++++ LISTED ENTRIES ++++
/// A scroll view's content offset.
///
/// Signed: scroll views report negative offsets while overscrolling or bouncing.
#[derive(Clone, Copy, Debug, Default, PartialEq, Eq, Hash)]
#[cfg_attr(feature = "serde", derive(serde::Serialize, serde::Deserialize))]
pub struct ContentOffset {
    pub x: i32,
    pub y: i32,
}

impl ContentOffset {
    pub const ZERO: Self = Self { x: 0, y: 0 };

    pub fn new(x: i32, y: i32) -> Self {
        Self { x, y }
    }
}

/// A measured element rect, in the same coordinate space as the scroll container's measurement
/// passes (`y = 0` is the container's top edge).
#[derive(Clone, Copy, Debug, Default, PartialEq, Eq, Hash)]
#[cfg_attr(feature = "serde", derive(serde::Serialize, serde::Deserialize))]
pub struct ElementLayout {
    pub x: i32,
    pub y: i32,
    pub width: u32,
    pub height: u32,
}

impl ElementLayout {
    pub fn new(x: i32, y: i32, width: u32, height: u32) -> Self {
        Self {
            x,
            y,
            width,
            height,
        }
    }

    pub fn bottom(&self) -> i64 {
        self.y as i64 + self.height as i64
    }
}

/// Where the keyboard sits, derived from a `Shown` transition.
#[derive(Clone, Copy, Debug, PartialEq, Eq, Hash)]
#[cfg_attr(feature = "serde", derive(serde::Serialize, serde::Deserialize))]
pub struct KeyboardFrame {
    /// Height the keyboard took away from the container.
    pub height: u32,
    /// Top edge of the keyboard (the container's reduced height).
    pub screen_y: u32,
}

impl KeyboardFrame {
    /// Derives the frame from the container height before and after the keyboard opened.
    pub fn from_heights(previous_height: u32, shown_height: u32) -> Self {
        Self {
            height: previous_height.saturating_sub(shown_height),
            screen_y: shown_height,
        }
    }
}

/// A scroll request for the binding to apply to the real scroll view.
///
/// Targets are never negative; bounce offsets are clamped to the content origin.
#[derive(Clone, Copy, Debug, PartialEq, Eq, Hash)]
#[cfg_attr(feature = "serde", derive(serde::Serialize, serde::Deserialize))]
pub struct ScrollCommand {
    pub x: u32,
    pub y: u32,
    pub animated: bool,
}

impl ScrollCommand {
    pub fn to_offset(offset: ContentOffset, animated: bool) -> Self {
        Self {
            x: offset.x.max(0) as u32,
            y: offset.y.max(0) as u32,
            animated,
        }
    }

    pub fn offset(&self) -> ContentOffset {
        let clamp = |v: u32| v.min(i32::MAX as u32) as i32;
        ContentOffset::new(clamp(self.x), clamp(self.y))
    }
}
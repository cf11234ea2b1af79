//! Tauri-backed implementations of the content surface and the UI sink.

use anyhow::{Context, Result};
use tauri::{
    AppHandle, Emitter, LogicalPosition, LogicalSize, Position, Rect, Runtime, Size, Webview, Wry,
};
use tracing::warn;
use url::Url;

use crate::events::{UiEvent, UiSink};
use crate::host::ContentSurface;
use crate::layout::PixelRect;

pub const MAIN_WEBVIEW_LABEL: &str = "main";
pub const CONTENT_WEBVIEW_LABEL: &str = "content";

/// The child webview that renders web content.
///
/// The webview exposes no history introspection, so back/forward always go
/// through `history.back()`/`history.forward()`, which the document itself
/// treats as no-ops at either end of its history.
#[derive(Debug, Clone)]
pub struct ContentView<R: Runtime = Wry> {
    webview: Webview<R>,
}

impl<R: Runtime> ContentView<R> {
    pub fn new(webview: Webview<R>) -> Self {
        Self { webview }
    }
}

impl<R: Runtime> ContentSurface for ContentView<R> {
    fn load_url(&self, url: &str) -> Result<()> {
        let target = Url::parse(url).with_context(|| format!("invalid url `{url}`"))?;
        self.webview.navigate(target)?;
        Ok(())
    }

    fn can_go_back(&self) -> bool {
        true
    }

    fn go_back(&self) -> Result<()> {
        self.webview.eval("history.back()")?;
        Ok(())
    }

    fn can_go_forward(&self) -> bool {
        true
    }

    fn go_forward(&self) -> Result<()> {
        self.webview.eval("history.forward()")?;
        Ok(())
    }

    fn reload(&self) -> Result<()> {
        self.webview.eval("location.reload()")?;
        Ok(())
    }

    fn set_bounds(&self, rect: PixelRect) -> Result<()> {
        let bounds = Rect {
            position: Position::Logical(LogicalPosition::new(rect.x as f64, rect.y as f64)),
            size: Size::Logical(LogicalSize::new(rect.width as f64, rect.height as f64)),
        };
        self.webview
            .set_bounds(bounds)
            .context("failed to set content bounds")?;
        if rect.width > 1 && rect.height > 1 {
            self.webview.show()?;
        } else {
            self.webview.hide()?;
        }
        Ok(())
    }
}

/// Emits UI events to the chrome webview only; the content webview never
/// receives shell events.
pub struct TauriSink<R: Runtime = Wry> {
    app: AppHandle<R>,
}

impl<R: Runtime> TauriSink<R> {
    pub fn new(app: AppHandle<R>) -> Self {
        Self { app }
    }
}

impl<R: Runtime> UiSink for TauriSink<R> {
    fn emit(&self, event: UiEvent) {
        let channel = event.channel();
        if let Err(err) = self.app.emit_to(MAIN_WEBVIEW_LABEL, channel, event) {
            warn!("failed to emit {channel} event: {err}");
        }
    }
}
++++
++++ LISTED ENTRIES ++++
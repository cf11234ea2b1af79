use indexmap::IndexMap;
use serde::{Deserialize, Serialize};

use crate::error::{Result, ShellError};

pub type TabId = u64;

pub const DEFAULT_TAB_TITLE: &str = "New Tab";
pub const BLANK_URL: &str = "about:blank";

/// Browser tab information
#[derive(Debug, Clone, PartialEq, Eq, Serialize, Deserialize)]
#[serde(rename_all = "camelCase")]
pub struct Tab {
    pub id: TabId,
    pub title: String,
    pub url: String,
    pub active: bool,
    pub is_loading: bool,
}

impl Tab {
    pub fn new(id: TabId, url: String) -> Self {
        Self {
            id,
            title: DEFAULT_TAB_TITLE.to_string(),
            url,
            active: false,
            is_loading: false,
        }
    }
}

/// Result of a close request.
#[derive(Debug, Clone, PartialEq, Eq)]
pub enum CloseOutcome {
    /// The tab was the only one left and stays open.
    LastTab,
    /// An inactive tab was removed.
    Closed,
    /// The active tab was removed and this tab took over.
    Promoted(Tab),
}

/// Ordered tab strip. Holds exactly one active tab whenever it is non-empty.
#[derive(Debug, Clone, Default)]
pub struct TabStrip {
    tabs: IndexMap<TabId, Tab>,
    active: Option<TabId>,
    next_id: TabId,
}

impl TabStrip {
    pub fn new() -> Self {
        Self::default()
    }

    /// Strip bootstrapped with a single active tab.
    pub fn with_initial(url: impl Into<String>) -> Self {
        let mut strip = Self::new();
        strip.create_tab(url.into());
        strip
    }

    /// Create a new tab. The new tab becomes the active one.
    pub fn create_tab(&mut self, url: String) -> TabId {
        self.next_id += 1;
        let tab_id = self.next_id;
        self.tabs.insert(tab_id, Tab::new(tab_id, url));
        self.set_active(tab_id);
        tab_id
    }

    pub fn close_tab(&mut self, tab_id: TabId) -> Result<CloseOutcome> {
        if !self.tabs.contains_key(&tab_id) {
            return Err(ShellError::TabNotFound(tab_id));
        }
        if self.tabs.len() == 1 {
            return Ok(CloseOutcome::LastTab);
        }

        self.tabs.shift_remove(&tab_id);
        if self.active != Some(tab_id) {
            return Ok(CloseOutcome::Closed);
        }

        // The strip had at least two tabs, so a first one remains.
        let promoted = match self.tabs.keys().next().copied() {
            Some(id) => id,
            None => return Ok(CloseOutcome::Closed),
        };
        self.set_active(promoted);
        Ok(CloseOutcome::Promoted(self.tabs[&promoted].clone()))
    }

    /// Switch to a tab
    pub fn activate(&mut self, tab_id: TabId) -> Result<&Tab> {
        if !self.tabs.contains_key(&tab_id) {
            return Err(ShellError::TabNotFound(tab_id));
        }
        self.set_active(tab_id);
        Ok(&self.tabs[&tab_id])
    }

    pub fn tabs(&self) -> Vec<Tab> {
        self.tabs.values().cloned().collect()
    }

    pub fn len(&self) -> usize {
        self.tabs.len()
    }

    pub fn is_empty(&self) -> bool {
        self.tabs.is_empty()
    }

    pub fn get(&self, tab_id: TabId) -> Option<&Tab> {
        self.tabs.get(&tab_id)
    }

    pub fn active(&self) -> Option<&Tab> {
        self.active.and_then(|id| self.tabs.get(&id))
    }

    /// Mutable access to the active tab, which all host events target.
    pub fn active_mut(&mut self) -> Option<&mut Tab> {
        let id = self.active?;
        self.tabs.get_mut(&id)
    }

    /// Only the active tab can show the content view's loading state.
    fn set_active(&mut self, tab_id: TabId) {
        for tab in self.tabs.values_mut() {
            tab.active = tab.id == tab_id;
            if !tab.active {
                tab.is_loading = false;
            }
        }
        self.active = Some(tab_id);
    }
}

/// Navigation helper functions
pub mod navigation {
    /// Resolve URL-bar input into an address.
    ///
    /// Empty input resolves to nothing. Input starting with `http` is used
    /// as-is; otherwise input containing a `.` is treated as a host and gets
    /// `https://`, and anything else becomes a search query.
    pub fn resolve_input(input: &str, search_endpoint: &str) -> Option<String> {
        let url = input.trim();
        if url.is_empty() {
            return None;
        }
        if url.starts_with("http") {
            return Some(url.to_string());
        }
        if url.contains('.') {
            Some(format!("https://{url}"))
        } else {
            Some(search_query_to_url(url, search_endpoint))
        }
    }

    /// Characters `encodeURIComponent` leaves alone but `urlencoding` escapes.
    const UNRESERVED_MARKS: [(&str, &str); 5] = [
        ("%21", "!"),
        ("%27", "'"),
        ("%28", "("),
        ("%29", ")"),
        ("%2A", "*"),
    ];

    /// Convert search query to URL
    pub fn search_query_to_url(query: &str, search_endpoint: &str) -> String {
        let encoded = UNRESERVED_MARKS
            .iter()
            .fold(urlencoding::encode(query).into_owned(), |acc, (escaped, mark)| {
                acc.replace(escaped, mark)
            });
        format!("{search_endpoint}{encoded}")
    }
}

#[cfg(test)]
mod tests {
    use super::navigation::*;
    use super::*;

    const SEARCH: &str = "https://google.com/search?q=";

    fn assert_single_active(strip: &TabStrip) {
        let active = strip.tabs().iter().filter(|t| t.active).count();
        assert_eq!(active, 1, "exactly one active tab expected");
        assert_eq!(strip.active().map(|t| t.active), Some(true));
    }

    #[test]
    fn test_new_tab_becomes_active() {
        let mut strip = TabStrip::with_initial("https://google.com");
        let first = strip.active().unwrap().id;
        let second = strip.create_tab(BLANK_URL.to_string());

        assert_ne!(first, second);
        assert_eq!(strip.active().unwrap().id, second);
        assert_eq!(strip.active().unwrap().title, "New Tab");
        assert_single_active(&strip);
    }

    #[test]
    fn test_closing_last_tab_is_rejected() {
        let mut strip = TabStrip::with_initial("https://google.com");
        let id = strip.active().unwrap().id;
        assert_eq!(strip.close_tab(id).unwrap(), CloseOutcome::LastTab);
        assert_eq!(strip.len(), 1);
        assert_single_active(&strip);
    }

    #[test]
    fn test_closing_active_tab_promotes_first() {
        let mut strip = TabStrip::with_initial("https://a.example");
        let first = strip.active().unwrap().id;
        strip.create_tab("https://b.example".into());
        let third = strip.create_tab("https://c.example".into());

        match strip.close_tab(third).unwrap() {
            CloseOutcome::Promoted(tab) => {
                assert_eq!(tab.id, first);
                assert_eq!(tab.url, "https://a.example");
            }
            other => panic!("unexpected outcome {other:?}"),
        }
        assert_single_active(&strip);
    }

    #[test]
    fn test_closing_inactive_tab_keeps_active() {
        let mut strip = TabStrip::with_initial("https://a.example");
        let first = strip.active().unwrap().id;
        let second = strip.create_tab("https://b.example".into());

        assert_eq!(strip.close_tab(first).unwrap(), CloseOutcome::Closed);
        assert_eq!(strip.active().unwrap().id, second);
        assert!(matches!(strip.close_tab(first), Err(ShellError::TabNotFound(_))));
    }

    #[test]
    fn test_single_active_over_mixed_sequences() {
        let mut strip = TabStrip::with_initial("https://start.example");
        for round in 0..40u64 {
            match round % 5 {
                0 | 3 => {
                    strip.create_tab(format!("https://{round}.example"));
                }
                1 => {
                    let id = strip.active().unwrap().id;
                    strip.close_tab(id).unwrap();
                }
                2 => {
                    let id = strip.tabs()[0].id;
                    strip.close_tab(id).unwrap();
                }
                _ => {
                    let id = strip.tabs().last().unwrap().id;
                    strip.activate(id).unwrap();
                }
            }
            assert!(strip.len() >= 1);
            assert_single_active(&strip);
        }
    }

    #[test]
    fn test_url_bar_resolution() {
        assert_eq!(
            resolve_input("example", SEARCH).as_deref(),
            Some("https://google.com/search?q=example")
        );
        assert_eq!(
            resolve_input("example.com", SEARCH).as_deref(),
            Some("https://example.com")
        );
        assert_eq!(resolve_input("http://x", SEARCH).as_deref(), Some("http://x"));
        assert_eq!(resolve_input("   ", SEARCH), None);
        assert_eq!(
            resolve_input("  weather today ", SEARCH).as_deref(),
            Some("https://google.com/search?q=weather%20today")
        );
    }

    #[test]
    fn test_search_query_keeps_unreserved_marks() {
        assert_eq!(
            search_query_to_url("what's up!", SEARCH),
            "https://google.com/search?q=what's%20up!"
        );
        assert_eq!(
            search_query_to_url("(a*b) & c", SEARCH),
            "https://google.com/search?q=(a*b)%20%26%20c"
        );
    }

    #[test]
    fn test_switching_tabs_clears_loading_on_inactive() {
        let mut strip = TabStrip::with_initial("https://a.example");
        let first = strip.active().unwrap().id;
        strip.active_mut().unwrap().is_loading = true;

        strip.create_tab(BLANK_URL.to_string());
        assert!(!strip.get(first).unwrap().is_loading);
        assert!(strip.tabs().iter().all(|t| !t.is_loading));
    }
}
++++
▸ **WORK TO COMPLETE**: The required answer is the run of lines above, starting at the line with "and stays open." and ending at the line with "pub fn get(&self, tab_id: TabId)", reproduced exactly with both ends.

▸ **ANSWER BOX**:
    /// The tab was the only one left and stays open.
    LastTab,
    /// An inactive tab was removed.
    Closed,
    /// The active tab was removed and this tab took over.
    Promoted(Tab),
}

/// Ordered tab strip. Holds exactly one active tab whenever it is non-empty.
#[derive(Debug, Clone, Default)]
pub struct TabStrip {
    tabs: IndexMap<TabId, Tab>,
    active: Option<TabId>,
    next_id: TabId,
}

impl TabStrip {
    pub fn new() -> Self {
        Self::default()
    }

    /// Strip bootstrapped with a single active tab.
    pub fn with_initial(url: impl Into<String>) -> Self {
        let mut strip = Self::new();
        strip.create_tab(url.into());
        strip
    }

    /// Create a new tab. The new tab becomes the active one.
    pub fn create_tab(&mut self, url: String) -> TabId {
        self.next_id += 1;
        let tab_id = self.next_id;
        self.tabs.insert(tab_id, Tab::new(tab_id, url));
        self.set_active(tab_id);
        tab_id
    }

    pub fn close_tab(&mut self, tab_id: TabId) -> Result<CloseOutcome> {
        if !self.tabs.contains_key(&tab_id) {
            return Err(ShellError::TabNotFound(tab_id));
        }
        if self.tabs.len() == 1 {
            return Ok(CloseOutcome::LastTab);
        }

        self.tabs.shift_remove(&tab_id);
        if self.active != Some(tab_id) {
            return Ok(CloseOutcome::Closed);
        }

        // The strip had at least two tabs, so a first one remains.
        let promoted = match self.tabs.keys().next().copied() {
            Some(id) => id,
            None => return Ok(CloseOutcome::Closed),
        };
        self.set_active(promoted);
        Ok(CloseOutcome::Promoted(self.tabs[&promoted].clone()))
    }

    /// Switch to a tab
    pub fn activate(&mut self, tab_id: TabId) -> Result<&Tab> {
        if !self.tabs.contains_key(&tab_id) {
            return Err(ShellError::TabNotFound(tab_id));
        }
        self.set_active(tab_id);
        Ok(&self.tabs[&tab_id])
    }

    pub fn tabs(&self) -> Vec<Tab> {
        self.tabs.values().cloned().collect()
    }

    pub fn len(&self) -> usize {
        self.tabs.len()
    }

    pub fn is_empty(&self) -> bool {
        self.tabs.is_empty()
    }

    pub fn get(&self, tab_id: TabId) -> Option<&Tab> {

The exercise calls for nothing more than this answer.